Unrest over privatisation-related job losses
During October 2003, employees at two large state-owned Romanian companies - Roman SA (truck manufacturing) and Siderurgica SA (steel) - held protests over their forthcoming privatisation and accompanying large-scale job losses. Trade unions are calling for better redundancy terms.
On 2 October 2003, about 4,000 employees of Roman SA, a state-owned truck-manufacturing company located in Braşov (one of the largest towns in Romania) walked out while awaiting the results of negotiations at the Authority for Privatisation and Management of State Ownership (Autoritatea pentru Privatizare şi Administrarea Participaţiilor Statului, APAPS) - the highest administrative body for Romania's remaining state-owned commercial companies - concerning the provisions of the contract for the firm's forthcoming privatisation. It turned out that the buyer, Pesaka Asana (M) Sdn Bhd, is going to take over only a part of the plant and will retain only 800 employees, and 3,000 employees (out of 5,000) will thus be made redundant, at least until a new industrial park is created at the site. The announcement of the job losses brought swift reactions from trade union representatives, who stated that they would hold protests until the issue was resolved.

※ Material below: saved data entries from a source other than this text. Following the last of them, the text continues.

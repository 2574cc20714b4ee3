//! Public API error type.
//!
//! Every error carries a string-tagged kind so embedders can switch on a
//! stable name instead of a Rust enum.

use thiserror::Error;

/// Errors surfaced by the public API.
#[derive(Debug, Error)]
pub enum Error {
    /// The session is not started (or was stopped).
    #[error("rockpool is not started")]
    NotStarted,

    #[error(transparent)]
    Pool(#[from] rockpool_pool::PoolError),

    #[error(transparent)]
    Invite(#[from] rockpool_invite::InviteError),

    #[error(transparent)]
    Cache(#[from] rockpool_cache::CacheError),

    #[error("internal error: {0}")]
    Internal(String),
}

impl Error {
    /// Stable string-tagged kind, e.g. `"InvalidConfig"` or `"Timeout"`.
    pub fn kind(&self) -> &'static str {
        match self {
            Error::NotStarted => "Internal",
            Error::Pool(e) => e.kind(),
            Error::Invite(e) => e.kind(),
            Error::Cache(_) => "Io",
            Error::Internal(_) => "Internal",
        }
    }
}

impl From<rockpool_core::CoreError> for Error {
    fn from(e: rockpool_core::CoreError) -> Self {
        Error::Internal(e.to_string())
    }
}

impl From<serde_json::Error> for Error {
    fn from(e: serde_json::Error) -> Self {
        Error::Internal(e.to_string())
    }
}

/// Result type for the public API.
pub type Result<T> = std::result::Result<T, Error>;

On 24 October, the company was sold at the token price of EUR 1, under Government Emergency Ordinance No. 155 concerning the privatisation of SC Roman SA Braşov and the establishment of an industrial park on its site. The ordinance also stipulates that, in line with the legislation in force, each redundant worker will receive two months' average pay immediately after termination, unemployment benefits and, during the following 20-24 months, complementary benefits (depending on the duration of previous employment). The new administrator of the industrial park is obliged to set up a special fund - financed by a minimum of 8% of the total value of rent collected on the park and from the sale of assets - which will provide the complementary benefits for the redundant workers. Furthermore, the administrator is required to give priority to former Roman SA employees in any future recruitment.

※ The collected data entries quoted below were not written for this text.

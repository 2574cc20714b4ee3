//! Head: the atomic published unit of a pool.
//!
//! A head is an immutable, signed log entry. The envelope is JSON; the
//! signature covers the JSON of all fields preceding it, in declaration
//! order.

use chrono::{DateTime, Utc};
use serde::{Deserialize, Serialize};
use std::collections::BTreeMap;

use crate::crypto::{Blake3Hash, Ed25519Signature};
use crate::error::Result;
use crate::identity::{verify_with_id, LocalIdentity};
use crate::now_millis;

/// Arbitrary small typed key-value metadata attached to a head.
pub type Meta = BTreeMap<String, serde_json::Value>;

/// A signed log entry: envelope for a body published at `<pool>/<id>`.
#[derive(Debug, Clone, PartialEq, Serialize, Deserialize)]
#[serde(rename_all = "camelCase")]
pub struct Head {
    /// Monotone 64-bit sequence id (snowflake-derived).
    pub id: u64,

    /// Application-defined path within the pool, e.g. `chat/...`.
    pub name: String,

    /// Body size in bytes.
    pub size: i64,

    /// Blake3 digest of the body.
    pub hash: Blake3Hash,

    /// Last-modified time recorded at publication.
    pub mod_time: DateTime<Utc>,

    /// Compact id of the author identity.
    pub author_id: String,

    /// Author-declared creation time (Unix milliseconds). Untrusted.
    pub ctime: i64,

    /// Optional small metadata map.
    #[serde(default, skip_serializing_if = "Option::is_none")]
    pub meta: Option<Meta>,

    /// Ed25519 signature over the canonical JSON of the preceding fields.
    pub signature: Ed25519Signature,
}

/// The signed projection of a head: every field except the signature.
#[derive(Serialize)]
#[serde(rename_all = "camelCase")]
struct SignedFields<'a> {
    id: u64,
    name: &'a str,
    size: i64,
    hash: &'a Blake3Hash,
    mod_time: &'a DateTime<Utc>,
    author_id: &'a str,
    ctime: i64,
    #[serde(skip_serializing_if = "Option::is_none")]
    meta: Option<&'a Meta>,
}

impl Head {
    /// The canonical bytes covered by the signature.
    pub fn signed_bytes(&self) -> Result<Vec<u8>> {
        let fields = SignedFields {
            id: self.id,
            name: &self.name,
            size: self.size,
            hash: &self.hash,
            mod_time: &self.mod_time,
            author_id: &self.author_id,
            ctime: self.ctime,
            meta: self.meta.as_ref(),
        };
        Ok(serde_json::to_vec(&fields)?)
    }

    /// Verify the signature against the claimed author id.
    ///
    /// The verifying key is derived from `author_id` itself, so an envelope
    /// signed by anyone else cannot claim this author.
    pub fn verify(&self) -> Result<()> {
        verify_with_id(&self.author_id, &self.signed_bytes()?, &self.signature)
    }

    /// Serialize the envelope to JSON bytes.
    pub fn to_json(&self) -> Result<Vec<u8>> {
        Ok(serde_json::to_vec(self)?)
    }

    /// Parse an envelope from JSON bytes.
    pub fn from_json(bytes: &[u8]) -> Result<Self> {
        Ok(serde_json::from_slice(bytes)?)
    }

    /// Whether this head carries an access-control change.
    pub fn is_access_change(&self) -> bool {
        self.name.starts_with("access/")
    }
}

/// Builder for creating signed heads.
pub struct HeadBuilder {
    id: u64,
    name: String,
    size: i64,
    hash: Blake3Hash,
    mod_time: DateTime<Utc>,
    ctime: i64,
    meta: Option<Meta>,
}

impl HeadBuilder {
    /// Start building a head for a body already hashed.
    pub fn new(id: u64, name: impl Into<String>) -> Self {
        Self {
            id,
            name: name.into(),
            size: 0,
            hash: Blake3Hash::ZERO,
            mod_time: Utc::now(),
            ctime: now_millis(),
            meta: None,
        }
    }

    /// Set the body size.
    pub fn size(mut self, size: i64) -> Self {
        self.size = size;
        self
    }

    /// Set the body digest.
    pub fn hash(mut self, hash: Blake3Hash) -> Self {
        self.hash = hash;
        self
    }

    /// Override the modification time.
    pub fn mod_time(mut self, t: DateTime<Utc>) -> Self {
        self.mod_time = t;
        self
    }

    /// Override the author-declared creation time.
    pub fn ctime(mut self, ctime: i64) -> Self {
        self.ctime = ctime;
        self
    }

    /// Attach metadata.
    pub fn meta(mut self, meta: Meta) -> Self {
        self.meta = Some(meta);
        self
    }

    /// Sign the head with the author's identity.
    pub fn sign(self, author: &LocalIdentity) -> Result<Head> {
        let mut head = Head {
            id: self.id,
            name: self.name,
            size: self.size,
            hash: self.hash,
            mod_time: self.mod_time,
            author_id: author.id(),
            ctime: self.ctime,
            meta: self.meta,
            signature: Ed25519Signature::ZERO,
        };
        head.signature = author.sign(&head.signed_bytes()?);
        Ok(head)
    }
}

#[cfg(test)]
mod tests {
    use super::*;
    use crate::identity::LocalIdentity;

    fn sample_head(author: &LocalIdentity) -> Head {
        HeadBuilder::new(42, "chat/m1")
            .size(5)
            .hash(Blake3Hash::hash(b"hello"))
            .ctime(1736870400000)
            .sign(author)
            .unwrap()
    }

    #[test]
    fn test_head_sign_verify() {
        let alice = LocalIdentity::new("alice");
        let head = sample_head(&alice);
        head.verify().unwrap();
        assert_eq!(head.author_id, alice.id());
    }

    #[test]
    fn test_head_json_roundtrip() {
        let alice = LocalIdentity::new("alice");
        let head = sample_head(&alice);

        let json = head.to_json().unwrap();
        let back = Head::from_json(&json).unwrap();
        assert_eq!(head, back);
        back.verify().unwrap();
    }

    #[test]
    fn test_head_envelope_field_names() {
        let alice = LocalIdentity::new("alice");
        let head = sample_head(&alice);

        let value: serde_json::Value = serde_json::from_slice(&head.to_json().unwrap()).unwrap();
        for key in ["id", "name", "size", "hash", "modTime", "authorId", "ctime", "signature"] {
            assert!(value.get(key).is_some(), "missing envelope key {key}");
        }
        assert!(value.get("meta").is_none(), "absent meta must be omitted");
    }

    #[test]
    fn test_tampered_head_rejected() {
        let alice = LocalIdentity::new("alice");
        let mut head = sample_head(&alice);
        head.size = 6;
        assert!(head.verify().is_err());
    }

    #[test]
    fn test_forged_author_rejected() {
        let alice = LocalIdentity::new("alice");
        let carol = LocalIdentity::new("carol");

        // carol signs a head that claims alice as author
        let mut head = sample_head(&carol);
        head.author_id = alice.id();
        head.signature = carol.sign(&head.signed_bytes().unwrap());
        assert!(head.verify().is_err());
    }

    #[test]
    fn test_meta_covered_by_signature() {
        let alice = LocalIdentity::new("alice");
        let mut meta = Meta::new();
        meta.insert("lamport".into(), serde_json::json!(7));

        let head = HeadBuilder::new(1, "chat/m1")
            .size(2)
            .hash(Blake3Hash::hash(b"hi"))
            .meta(meta)
            .sign(&alice)
            .unwrap();
        head.verify().unwrap();

        let mut tampered = head.clone();
        tampered
            .meta
            .as_mut()
            .unwrap()
            .insert("lamport".into(), serde_json::json!(8));
        assert!(tampered.verify().is_err());
    }

    #[test]
    fn test_is_access_change() {
        let alice = LocalIdentity::new("alice");
        let access = HeadBuilder::new(1, "access/1").sign(&alice).unwrap();
        let chat = HeadBuilder::new(2, "chat/m1").sign(&alice).unwrap();
        assert!(access.is_access_change());
        assert!(!chat.is_access_change());
    }
}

On 27 October, 5,000 workers from Roman SA blocked the national highway that runs near the plant (as they had already done on previous occasions), in support of demands for:
- payment in a single amount of all unemployment benefits, complementary benefits and wage compensation due to the redundant workers, as stipulated in the relevant collective agreement;
- clearer provisions concerning the job prospects of the redundant workers; and
- a 'social agreement' between APAPS and the trade unions.
On 29 October, 5,000 workers again blocked again the road, demanding to be consulted over any decision concerning the industrial park. Furthermore, there is still a dispute over a lack of funding sources (of about ROL 150 billion) for further complementary benefits for the redundant workers.
Roman SA is not the only current case of industrial unrest over privatisation-related job losses. On 27 October, trade union representatives at Siderurgica SA- Romania's last integrated steelworks in state ownership, located in Hunedoara, where it is the main employer - received documentation from APAPS announcing the sale of 80.9% of the company’s shares to LNM Holding and the redundancy of 2,800 out of 5,000 employees. On the same day, 400 employees blocked the road between Hunedoara and Deva for an hour in protest. They demanded an initial payment of ROL 50 million (EUR 1,300) to ROL 100 million (EUR 2,600) for each redundant workers - as awarded in the case of SIDEX, the largest Romanian steelworks, when it was sold earlier to the same holding company - accompanied by 20-24 months of complementary benefits.
The contract for the sale of Siderurgica SA, signed on 28 October, is part of a 'privatisation package', also involving SC Petrotub SA, with the two companies being sold together to LNM Holding. The Government Emergency Ordinance on the privatisation of Siderurgica SA (No. 116 of 24 October 2003) does not explicitly deal with redundancies. The only relevant provision stipulates: 'the amount received by APAPS from the sale of the company shares shall be transferred to the Hunedoara industrial park within five days after the payment, in accordance with the sale contract, in order to create new jobs.'
On 28 October, about 300 Siderurgica SA workers again blocked the road and the next day, 1,000 employees held a march. Trade unions said that the redundancies would kill Hunedoara, which survives only because of the presence of the steel industry, and announced that protests would continue until their claims were met.